Monday, May 21, 2007

Kuwait abandons dollar peg

Kuwait unshackled its dinar from the tumbling U.S. dollar on Sunday and switched the exchange rate mechanism to a basket of currencies, throwing plans for currency union with other Gulf Arab oil producers into disarray.

Kuwait's central bank, which battled speculators for weeks to defend the peg, said the dollar's slide against other currencies had forced it to break ranks with fellow Gulf states to contain inflation from the rising cost of some imports.
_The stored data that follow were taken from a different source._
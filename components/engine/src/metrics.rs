//! Metrics for the consensus engine.
use std::time::Duration;

use ibft_messages::MsgType;
use vise::{Buckets, Counter, EncodeLabelSet, EncodeLabelValue, Family, Gauge, Histogram, Metrics,
    Unit};

/// Label for a protocol message kind.
#[derive(Debug, Clone, Copy, PartialEq, Eq, Hash, EncodeLabelValue)]
#[metrics(rename_all = "snake_case")]
pub(crate) enum MsgLabel {
    /// Label for a PRE-PREPARE message.
    PrePrepare,
    /// Label for a PREPARE message.
    Prepare,
    /// Label for a COMMIT message.
    Commit,
    /// Label for a ROUND-CHANGE message.
    RoundChange,
}

impl From<MsgType> for MsgLabel {
    fn from(kind: MsgType) -> Self {
        match kind {
            MsgType::PrePrepare => Self::PrePrepare,
            MsgType::Prepare => Self::Prepare,
            MsgType::Commit => Self::Commit,
            MsgType::RoundChange => Self::RoundChange,
        }
    }
}

impl MsgLabel {
    /// This kind, buffered.
    pub(crate) fn accepted(self) -> IngressLabels {
        IngressLabels {
            r#type: self,
            outcome: OutcomeLabel::Accepted,
        }
    }

    /// This kind, dropped at ingress.
    pub(crate) fn dropped(self) -> IngressLabels {
        IngressLabels {
            r#type: self,
            outcome: OutcomeLabel::Dropped,
        }
    }
}

#[derive(Debug, Clone, Copy, PartialEq, Eq, Hash, EncodeLabelValue)]
#[metrics(rename_all = "snake_case")]
enum OutcomeLabel {
    Accepted,
    Dropped,
}

/// Labels for the message ingress counter.
#[derive(Debug, Clone, Copy, PartialEq, Eq, Hash, EncodeLabelSet)]
pub(crate) struct IngressLabels {
    r#type: MsgLabel,
    outcome: OutcomeLabel,
}

/// Metrics defined by the consensus engine.
#[derive(Debug, Metrics)]
#[metrics(prefix = "ibft")]
pub(crate) struct EngineMetrics {
    /// Round the engine is currently in.
    pub(crate) round_number: Gauge<u64>,
    /// Height of the last finalized block.
    pub(crate) finalized_height: Gauge<u64>,
    /// Latency of a full sequence, from the first round to block insertion.
    #[metrics(buckets = Buckets::exponential(0.125..=512.0, 2.0), unit = Unit::Seconds)]
    pub(crate) sequence_latency: Histogram<Duration>,
    /// Latency of a single round, however it settled.
    #[metrics(buckets = Buckets::exponential(0.125..=64.0, 2.0), unit = Unit::Seconds)]
    pub(crate) round_latency: Histogram<Duration>,
    /// Messages observed at ingress, by kind and outcome.
    pub(crate) message_ingress: Family<IngressLabels, Counter>,
}

/// Clamps a signed monotonic-clock difference to the std range for
/// histogram observation.
pub(crate) fn to_std_duration(latency: zksync_concurrency::time::Duration) -> Duration {
    Duration::try_from(latency).unwrap_or(Duration::ZERO)
}

/// Global instance of [`EngineMetrics`].
#[vise::register]
pub(crate) static METRICS: vise::Global<EngineMetrics> = vise::Global::new();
The move stunned Gulf currency markets and volumes dried up. The impact would be clearer on Monday when international markets open, said Steve Brice, chief middle east economist at Standard Chartered Bank in Dubai.
"The massive decline in the dollar's exchange rate against main currencies ... has contributed to the increase in local inflation rates and this step is part of the central bank's efforts to curb inflationary pressure," Sheikh Salem Abdul-Aziz al-Sabah said in a statement carried by state news agency KUNA.
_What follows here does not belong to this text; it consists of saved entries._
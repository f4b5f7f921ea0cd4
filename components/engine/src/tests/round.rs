//! Unit tests of the round engine phases, driven through the real message
//! store.
use ibft_messages::{testonly as msgs, CommittedSeal, MsgType};
use zksync_concurrency::ctx;

use super::{id, payload, view};
use crate::{
    state::Phase,
    testonly::{test_hash, Harness, TestBackend},
};

#[tokio::test]
async fn proposer_builds_fresh_block_at_round_zero() {
    zksync_concurrency::testonly::abort_on_panic();
    let ctx = &ctx::test_root(&ctx::RealClock);
    let me = id("me");
    let mut backend = TestBackend::new(me.clone(), vec![me]);
    backend.proposal = payload("new block");
    let mut util = Harness::new(backend);
    util.engine.state.reset(0);

    util.engine.run_new_round(ctx, view(0, 0)).await.unwrap();

    let sent = util.recv_sent(ctx, MsgType::PrePrepare).await.unwrap();
    let pre_prepare = sent.pre_prepare().unwrap();
    assert_eq!(pre_prepare.proposal, payload("new block"));
    assert!(pre_prepare.certificate.is_none());
    assert_eq!(util.engine.state.phase(), Phase::Prepare);
    assert_eq!(util.engine.state.proposal_message(), Some(sent));
}

#[tokio::test]
async fn proposer_at_later_round_builds_fresh_block() {
    zksync_concurrency::testonly::abort_on_panic();
    let ctx = &ctx::test_root(&ctx::RealClock);
    let me = id("me");
    let mut backend = TestBackend::new(me.clone(), vec![me]);
    backend.quorum = 4;
    backend.proposal = payload("proposal");
    let mut util = Harness::new(backend);
    util.engine.state.reset(0);
    util.engine.state.set_view(view(0, 1));

    // A quorum of round changes, none of which prepared anything.
    for i in 0..4 {
        util.engine
            .add_message(msgs::empty_round_change(view(0, 1), msgs::node(i)));
    }

    util.engine.run_new_round(ctx, view(0, 1)).await.unwrap();

    let sent = util.recv_sent(ctx, MsgType::PrePrepare).await.unwrap();
    let pre_prepare = sent.pre_prepare().unwrap();
    assert_eq!(pre_prepare.proposal, payload("proposal"));
    assert_eq!(pre_prepare.certificate.as_ref().unwrap().len(), 4);
    assert_eq!(util.engine.state.phase(), Phase::Prepare);
    // The proposal phase multicasts nothing but the proposal itself.
    assert!(util.try_recv_sent().is_none());
}

#[tokio::test]
async fn proposer_at_later_round_reproposes_prepared_block() {
    zksync_concurrency::testonly::abort_on_panic();
    let ctx = &ctx::test_root(&ctx::RealClock);
    let me = id("me");
    let prepared_proposer = id("unique node");
    let mut backend = TestBackend::new(me.clone(), vec![me, prepared_proposer.clone()]);
    backend.quorum = 4;
    backend.proposal = payload("proposal");
    let mut util = Harness::new(backend);
    util.engine.state.reset(0);
    util.engine.state.set_view(view(0, 1));

    // One round change proves "last prepared block" reached the prepare
    // quorum at round 0; the rest are empty.
    let block = payload("last prepared block");
    let certificate = msgs::prepared_certificate(
        view(0, 0),
        prepared_proposer,
        block.clone(),
        test_hash(&block),
        3,
    );
    util.engine.add_message(msgs::round_change(
        view(0, 1),
        msgs::node(0),
        block.clone(),
        certificate,
    ));
    for i in 1..4 {
        util.engine
            .add_message(msgs::empty_round_change(view(0, 1), msgs::node(i)));
    }

    util.engine.run_new_round(ctx, view(0, 1)).await.unwrap();

    let sent = util.recv_sent(ctx, MsgType::PrePrepare).await.unwrap();
    assert_eq!(sent.pre_prepare().unwrap().proposal, block);
    assert_eq!(util.engine.state.phase(), Phase::Prepare);
    assert!(util.try_recv_sent().is_none());
}

#[tokio::test]
async fn validator_accepts_proposal_at_round_zero() {
    zksync_concurrency::testonly::abort_on_panic();
    let ctx = &ctx::test_root(&ctx::RealClock);
    let proposer = id("proposer");
    let backend = TestBackend::new(id("non proposer"), vec![proposer.clone()]);
    let mut util = Harness::new(backend);
    util.engine.state.reset(0);

    let block = payload("new block");
    let proposal = msgs::pre_prepare(view(0, 0), proposer, block.clone(), test_hash(&block), None);
    util.engine.add_message(proposal.clone());

    util.engine.run_new_round(ctx, view(0, 0)).await.unwrap();

    assert_eq!(util.engine.state.phase(), Phase::Prepare);
    assert_eq!(util.engine.state.proposal(), Some(block.clone()));
    assert_eq!(util.engine.state.proposal_message(), Some(proposal));
    let prepare = util.recv_sent(ctx, MsgType::Prepare).await.unwrap();
    assert_eq!(prepare.proposal_hash(), Some(&test_hash(&block)));
}

#[tokio::test]
async fn validator_skips_proposals_failing_validation() {
    zksync_concurrency::testonly::abort_on_panic();
    let ctx = &ctx::test_root(&ctx::RealClock);
    let proposer = id("proposer");
    let backend = TestBackend::new(id("non proposer"), vec![proposer.clone()]);
    let util = Harness::new(backend);
    util.engine.state.reset(0);

    // An intruder's proposal lands first but fails validation.
    let block = payload("new block");
    util.engine.add_message(msgs::pre_prepare(
        view(0, 0),
        id("intruder"),
        payload("bogus"),
        test_hash(&payload("bogus")),
        None,
    ));
    let proposal = msgs::pre_prepare(view(0, 0), proposer, block.clone(), test_hash(&block), None);
    util.engine.add_message(proposal.clone());

    util.engine.run_new_round(ctx, view(0, 0)).await.unwrap();

    assert_eq!(util.engine.state.proposal_message(), Some(proposal));
    assert_eq!(util.engine.state.proposal(), Some(block));
}

#[tokio::test]
async fn prepare_quorum_moves_to_commit() {
    zksync_concurrency::testonly::abort_on_panic();
    let ctx = &ctx::test_root(&ctx::RealClock);
    let proposer = id("proposer");
    let mut backend = TestBackend::new(id("me"), vec![proposer.clone()]);
    backend.quorum = 2;
    let mut util = Harness::new(backend);
    util.engine.state.reset(0);

    let block = payload("block proposal");
    let hash = test_hash(&block);
    util.engine.state.accept_proposal(msgs::pre_prepare(
        view(0, 0),
        proposer,
        block.clone(),
        hash.clone(),
        None,
    ));

    util.engine
        .add_message(msgs::prepare(view(0, 0), msgs::node(1), hash.clone()));
    // A vote for some other hash never counts towards the quorum.
    util.engine.add_message(msgs::prepare(
        view(0, 0),
        msgs::node(2),
        test_hash(&payload("other")),
    ));
    util.engine
        .add_message(msgs::prepare(view(0, 0), msgs::node(3), hash.clone()));

    util.engine.run_prepare(ctx, view(0, 0)).await.unwrap();

    assert_eq!(util.engine.state.phase(), Phase::Commit);
    assert_eq!(util.engine.state.proposal(), Some(block.clone()));
    let commit = util.recv_sent(ctx, MsgType::Commit).await.unwrap();
    assert_eq!(commit.proposal_hash(), Some(&hash));
    assert_eq!(commit.committed_seal(), Some(&b"committed seal"[..]));

    let (last_block, last_certificate) = util.engine.state.last_prepared();
    assert_eq!(last_block, Some(block));
    assert_eq!(last_certificate.unwrap().prepare_messages.len(), 2);
}

#[tokio::test]
async fn commit_quorum_collects_seals() {
    zksync_concurrency::testonly::abort_on_panic();
    let ctx = &ctx::test_root(&ctx::RealClock);
    let proposer = id("proposer");
    let backend = TestBackend::new(id("me"), vec![proposer.clone()]);
    let util = Harness::new(backend);
    util.engine.state.reset(0);

    let block = payload("block proposal");
    let hash = test_hash(&block);
    util.engine.state.accept_proposal(msgs::pre_prepare(
        view(0, 0),
        proposer.clone(),
        block.clone(),
        hash.clone(),
        None,
    ));
    util.engine.state.finalize_prepare(
        msgs::prepared_certificate(view(0, 0), proposer, block.clone(), hash.clone(), 1),
        block,
    );

    util.engine.add_message(msgs::commit(
        view(0, 0),
        id("signer"),
        hash,
        "committed seal",
    ));

    util.engine.run_commit(ctx, view(0, 0)).await.unwrap();

    assert_eq!(
        util.engine.state.committed_seals(),
        vec![CommittedSeal {
            signer: id("signer"),
            signature: b"committed seal".to_vec(),
        }]
    );
    // Insertion, and with it the FIN transition, is the sequence engine's
    // job.
    assert_eq!(util.engine.state.phase(), Phase::Commit);
}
Kuwait was named as the top candidate for a revaluation in a Reuters poll of analysts in March and markets piled pressure on the dinar, betting the central bank would allow an appreciation as the dollar slid to record low against the euro in April.
"The basket would typically mean the euro, sterling, Swiss franc and the dollar," said Mazin al-Nahedh, head of the treasury department at National Bank of Kuwait. In the past the central bank did not disclose the composition of the basket, he said. Kuwait officials talked with nostalgia of the currency basket as the dollar slid on international markets, blaming the U.S. currency for rising inflation, which hit 5.15 percent at the end of the first quarter.
Not sure why "stunned" is an appropriate descriptor given that's the way the betting had been going. Still the the article is worth a "read it all."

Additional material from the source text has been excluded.